Look through the material below and copy exactly the lines from the line with "repository 6f5a3e9cac203911" to the line with "use tracing::debug;", those two lines included.
########################################
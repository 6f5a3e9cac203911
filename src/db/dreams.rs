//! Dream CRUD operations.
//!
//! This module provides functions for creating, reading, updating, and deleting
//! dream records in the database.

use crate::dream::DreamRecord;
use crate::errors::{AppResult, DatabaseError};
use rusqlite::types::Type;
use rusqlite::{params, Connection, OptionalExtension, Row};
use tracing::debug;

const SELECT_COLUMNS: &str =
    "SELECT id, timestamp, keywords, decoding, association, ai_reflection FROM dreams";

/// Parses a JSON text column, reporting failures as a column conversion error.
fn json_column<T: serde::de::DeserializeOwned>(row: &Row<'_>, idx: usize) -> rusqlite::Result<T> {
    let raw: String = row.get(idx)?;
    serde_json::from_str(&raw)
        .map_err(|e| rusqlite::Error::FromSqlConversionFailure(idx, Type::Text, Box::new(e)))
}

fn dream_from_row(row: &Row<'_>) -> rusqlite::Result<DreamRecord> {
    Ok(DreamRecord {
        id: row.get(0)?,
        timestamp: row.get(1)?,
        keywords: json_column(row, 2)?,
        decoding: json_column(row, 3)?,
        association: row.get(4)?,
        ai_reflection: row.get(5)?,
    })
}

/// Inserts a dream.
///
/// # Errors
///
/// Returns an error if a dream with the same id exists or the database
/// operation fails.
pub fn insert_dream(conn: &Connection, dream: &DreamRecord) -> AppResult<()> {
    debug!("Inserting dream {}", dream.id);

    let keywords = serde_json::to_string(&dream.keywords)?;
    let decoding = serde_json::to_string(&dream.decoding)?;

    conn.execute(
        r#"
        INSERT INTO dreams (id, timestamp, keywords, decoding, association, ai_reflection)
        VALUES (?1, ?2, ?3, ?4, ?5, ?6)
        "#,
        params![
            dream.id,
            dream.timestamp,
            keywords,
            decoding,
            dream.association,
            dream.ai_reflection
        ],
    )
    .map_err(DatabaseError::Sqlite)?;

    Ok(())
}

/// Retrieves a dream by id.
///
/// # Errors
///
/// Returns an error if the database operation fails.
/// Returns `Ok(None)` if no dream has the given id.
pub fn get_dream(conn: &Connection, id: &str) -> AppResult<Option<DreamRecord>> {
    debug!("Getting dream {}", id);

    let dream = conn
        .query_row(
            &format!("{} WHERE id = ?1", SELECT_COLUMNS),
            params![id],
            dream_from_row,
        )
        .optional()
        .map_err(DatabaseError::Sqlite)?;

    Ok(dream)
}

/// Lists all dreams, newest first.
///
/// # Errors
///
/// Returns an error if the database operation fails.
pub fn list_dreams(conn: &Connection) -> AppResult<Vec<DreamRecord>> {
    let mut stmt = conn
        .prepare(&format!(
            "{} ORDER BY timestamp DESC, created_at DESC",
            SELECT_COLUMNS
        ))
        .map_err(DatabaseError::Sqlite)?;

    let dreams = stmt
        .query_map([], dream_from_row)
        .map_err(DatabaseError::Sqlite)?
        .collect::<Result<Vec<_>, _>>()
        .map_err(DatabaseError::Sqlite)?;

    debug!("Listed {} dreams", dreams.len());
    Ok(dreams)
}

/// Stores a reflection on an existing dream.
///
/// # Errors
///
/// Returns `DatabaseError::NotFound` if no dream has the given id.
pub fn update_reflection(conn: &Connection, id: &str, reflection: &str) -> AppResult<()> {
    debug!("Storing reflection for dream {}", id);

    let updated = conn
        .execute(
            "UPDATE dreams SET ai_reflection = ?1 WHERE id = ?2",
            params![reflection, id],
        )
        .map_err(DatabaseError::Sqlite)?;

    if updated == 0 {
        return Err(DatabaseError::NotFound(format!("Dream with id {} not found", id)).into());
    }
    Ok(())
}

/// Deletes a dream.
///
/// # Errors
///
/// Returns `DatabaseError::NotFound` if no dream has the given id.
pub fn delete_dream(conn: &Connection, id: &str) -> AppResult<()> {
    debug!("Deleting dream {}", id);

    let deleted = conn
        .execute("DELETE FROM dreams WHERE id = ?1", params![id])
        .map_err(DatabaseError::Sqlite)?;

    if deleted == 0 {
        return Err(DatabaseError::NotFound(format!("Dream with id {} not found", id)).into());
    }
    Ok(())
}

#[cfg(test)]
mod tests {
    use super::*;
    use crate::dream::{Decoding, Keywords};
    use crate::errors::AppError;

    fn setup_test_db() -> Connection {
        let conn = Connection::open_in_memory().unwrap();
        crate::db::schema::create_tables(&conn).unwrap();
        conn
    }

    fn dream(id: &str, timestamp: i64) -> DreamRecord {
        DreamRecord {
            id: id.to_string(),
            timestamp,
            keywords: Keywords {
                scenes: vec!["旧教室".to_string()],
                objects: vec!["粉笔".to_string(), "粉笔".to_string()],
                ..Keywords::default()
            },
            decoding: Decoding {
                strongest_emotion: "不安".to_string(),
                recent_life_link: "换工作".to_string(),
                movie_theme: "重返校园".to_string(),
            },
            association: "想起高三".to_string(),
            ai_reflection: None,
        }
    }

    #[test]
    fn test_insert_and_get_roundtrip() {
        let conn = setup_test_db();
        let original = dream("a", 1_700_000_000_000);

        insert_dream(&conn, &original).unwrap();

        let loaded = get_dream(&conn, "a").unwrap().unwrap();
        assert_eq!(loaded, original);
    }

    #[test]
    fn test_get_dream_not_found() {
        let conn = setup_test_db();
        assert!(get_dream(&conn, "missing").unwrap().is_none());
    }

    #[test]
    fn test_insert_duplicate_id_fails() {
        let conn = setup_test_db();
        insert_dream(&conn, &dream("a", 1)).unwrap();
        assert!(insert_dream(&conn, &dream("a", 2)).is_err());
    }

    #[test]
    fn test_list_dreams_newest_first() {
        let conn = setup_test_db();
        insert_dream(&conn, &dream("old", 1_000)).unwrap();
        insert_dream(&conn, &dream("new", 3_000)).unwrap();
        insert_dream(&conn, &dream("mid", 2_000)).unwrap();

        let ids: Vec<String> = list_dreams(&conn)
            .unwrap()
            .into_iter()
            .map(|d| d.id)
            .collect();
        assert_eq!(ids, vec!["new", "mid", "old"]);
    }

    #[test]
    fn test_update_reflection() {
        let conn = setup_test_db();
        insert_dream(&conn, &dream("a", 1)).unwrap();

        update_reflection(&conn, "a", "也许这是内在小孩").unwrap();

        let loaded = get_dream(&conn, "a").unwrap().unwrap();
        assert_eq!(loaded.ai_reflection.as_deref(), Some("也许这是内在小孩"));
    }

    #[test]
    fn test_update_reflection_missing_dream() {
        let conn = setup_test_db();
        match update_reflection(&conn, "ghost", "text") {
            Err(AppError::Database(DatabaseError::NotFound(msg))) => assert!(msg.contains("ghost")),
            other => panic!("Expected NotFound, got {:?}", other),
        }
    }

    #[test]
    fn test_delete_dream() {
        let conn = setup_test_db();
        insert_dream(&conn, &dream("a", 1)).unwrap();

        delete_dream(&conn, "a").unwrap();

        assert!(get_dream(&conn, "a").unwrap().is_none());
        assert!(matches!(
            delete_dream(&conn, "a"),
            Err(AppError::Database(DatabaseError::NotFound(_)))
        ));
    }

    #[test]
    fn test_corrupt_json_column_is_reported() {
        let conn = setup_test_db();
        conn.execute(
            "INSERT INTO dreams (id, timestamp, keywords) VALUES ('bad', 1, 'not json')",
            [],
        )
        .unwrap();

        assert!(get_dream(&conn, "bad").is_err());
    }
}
########################################
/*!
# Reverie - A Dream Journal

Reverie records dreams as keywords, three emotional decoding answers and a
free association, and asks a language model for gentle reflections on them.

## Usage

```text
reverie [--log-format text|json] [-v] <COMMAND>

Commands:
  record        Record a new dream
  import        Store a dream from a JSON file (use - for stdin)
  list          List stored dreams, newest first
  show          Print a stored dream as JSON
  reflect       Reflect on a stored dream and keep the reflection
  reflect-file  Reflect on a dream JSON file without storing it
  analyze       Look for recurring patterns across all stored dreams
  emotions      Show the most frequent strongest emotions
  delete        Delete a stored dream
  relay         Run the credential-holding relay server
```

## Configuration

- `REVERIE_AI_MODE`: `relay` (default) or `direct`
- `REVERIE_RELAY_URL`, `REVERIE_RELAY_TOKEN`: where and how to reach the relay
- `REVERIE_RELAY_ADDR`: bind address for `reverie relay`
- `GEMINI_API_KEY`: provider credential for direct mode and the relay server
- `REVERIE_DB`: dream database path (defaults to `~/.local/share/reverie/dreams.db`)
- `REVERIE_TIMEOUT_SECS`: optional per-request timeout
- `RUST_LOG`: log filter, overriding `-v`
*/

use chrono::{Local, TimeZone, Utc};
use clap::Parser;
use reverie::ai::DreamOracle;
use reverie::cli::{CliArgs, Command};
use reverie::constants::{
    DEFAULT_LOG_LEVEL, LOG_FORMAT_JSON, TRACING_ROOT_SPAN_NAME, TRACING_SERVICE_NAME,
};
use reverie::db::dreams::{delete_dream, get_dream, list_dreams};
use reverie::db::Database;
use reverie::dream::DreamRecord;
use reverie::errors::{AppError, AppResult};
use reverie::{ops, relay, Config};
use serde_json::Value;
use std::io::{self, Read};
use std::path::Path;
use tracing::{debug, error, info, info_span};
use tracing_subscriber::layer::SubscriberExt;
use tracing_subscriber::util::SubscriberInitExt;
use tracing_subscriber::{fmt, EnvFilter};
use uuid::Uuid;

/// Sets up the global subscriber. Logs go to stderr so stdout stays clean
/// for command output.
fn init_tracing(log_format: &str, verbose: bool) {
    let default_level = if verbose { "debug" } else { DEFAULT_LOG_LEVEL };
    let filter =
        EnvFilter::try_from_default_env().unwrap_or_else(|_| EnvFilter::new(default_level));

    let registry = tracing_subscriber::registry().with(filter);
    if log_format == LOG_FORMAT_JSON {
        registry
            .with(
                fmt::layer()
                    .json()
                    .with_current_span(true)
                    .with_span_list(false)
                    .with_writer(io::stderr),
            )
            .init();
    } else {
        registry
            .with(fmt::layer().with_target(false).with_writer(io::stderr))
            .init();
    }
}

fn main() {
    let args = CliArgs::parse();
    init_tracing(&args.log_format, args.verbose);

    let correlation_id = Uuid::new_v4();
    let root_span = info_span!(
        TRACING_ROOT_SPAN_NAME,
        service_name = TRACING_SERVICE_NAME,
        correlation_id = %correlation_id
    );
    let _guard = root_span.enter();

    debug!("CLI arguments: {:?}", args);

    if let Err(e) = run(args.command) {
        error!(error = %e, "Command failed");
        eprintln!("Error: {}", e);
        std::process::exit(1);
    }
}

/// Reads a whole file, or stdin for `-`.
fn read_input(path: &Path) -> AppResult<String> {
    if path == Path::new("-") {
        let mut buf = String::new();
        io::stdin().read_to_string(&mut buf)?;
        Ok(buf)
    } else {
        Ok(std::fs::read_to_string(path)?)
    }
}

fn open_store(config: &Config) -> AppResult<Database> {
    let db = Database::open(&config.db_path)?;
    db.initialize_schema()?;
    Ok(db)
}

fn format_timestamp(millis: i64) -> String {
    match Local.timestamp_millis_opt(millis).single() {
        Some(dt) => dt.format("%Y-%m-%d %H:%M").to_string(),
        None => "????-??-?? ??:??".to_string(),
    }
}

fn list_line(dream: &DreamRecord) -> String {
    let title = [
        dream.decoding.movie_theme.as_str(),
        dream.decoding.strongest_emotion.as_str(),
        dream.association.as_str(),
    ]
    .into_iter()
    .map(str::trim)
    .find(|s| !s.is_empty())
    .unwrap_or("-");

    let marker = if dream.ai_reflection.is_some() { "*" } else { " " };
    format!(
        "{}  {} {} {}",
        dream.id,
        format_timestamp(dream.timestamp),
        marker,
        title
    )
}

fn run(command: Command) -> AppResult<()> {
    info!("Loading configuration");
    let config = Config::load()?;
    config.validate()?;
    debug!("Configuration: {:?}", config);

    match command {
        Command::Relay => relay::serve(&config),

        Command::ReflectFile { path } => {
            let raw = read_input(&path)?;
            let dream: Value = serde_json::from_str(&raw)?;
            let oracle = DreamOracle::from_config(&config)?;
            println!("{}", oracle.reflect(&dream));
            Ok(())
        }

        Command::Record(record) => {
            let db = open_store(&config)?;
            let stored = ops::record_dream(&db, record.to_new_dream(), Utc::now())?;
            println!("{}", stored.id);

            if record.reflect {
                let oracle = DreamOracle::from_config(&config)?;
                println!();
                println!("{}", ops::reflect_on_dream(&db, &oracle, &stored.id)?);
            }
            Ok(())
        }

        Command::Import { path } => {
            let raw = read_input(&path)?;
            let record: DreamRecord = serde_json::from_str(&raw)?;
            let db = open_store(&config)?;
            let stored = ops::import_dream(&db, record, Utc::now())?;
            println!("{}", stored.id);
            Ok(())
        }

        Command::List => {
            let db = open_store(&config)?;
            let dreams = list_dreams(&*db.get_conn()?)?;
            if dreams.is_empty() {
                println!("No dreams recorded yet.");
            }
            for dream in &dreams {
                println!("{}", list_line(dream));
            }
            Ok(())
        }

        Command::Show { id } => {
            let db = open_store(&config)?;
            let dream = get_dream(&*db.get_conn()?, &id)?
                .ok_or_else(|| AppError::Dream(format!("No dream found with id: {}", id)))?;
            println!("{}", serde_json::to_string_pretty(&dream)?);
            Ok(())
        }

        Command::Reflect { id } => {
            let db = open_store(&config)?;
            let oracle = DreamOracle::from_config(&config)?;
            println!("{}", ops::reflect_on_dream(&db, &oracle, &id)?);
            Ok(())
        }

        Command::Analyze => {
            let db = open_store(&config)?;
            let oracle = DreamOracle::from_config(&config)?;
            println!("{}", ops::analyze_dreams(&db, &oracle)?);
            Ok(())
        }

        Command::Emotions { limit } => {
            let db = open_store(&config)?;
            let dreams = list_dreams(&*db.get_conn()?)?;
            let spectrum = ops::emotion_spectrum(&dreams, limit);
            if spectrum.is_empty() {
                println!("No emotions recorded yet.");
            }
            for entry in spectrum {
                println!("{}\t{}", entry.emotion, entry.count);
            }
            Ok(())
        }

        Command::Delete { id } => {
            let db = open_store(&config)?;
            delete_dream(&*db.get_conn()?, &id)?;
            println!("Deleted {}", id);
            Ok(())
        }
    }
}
########################################
RESPONSE:
repository 6f5a3e9cac203911
filename src/db/dreams.rs
//! Dream CRUD operations.
//!
//! This module provides functions for creating, reading, updating, and deleting
//! dream records in the database.

use crate::dream::DreamRecord;
use crate::errors::{AppResult, DatabaseError};
use rusqlite::types::Type;
use rusqlite::{params, Connection, OptionalExtension, Row};
use tracing::debug;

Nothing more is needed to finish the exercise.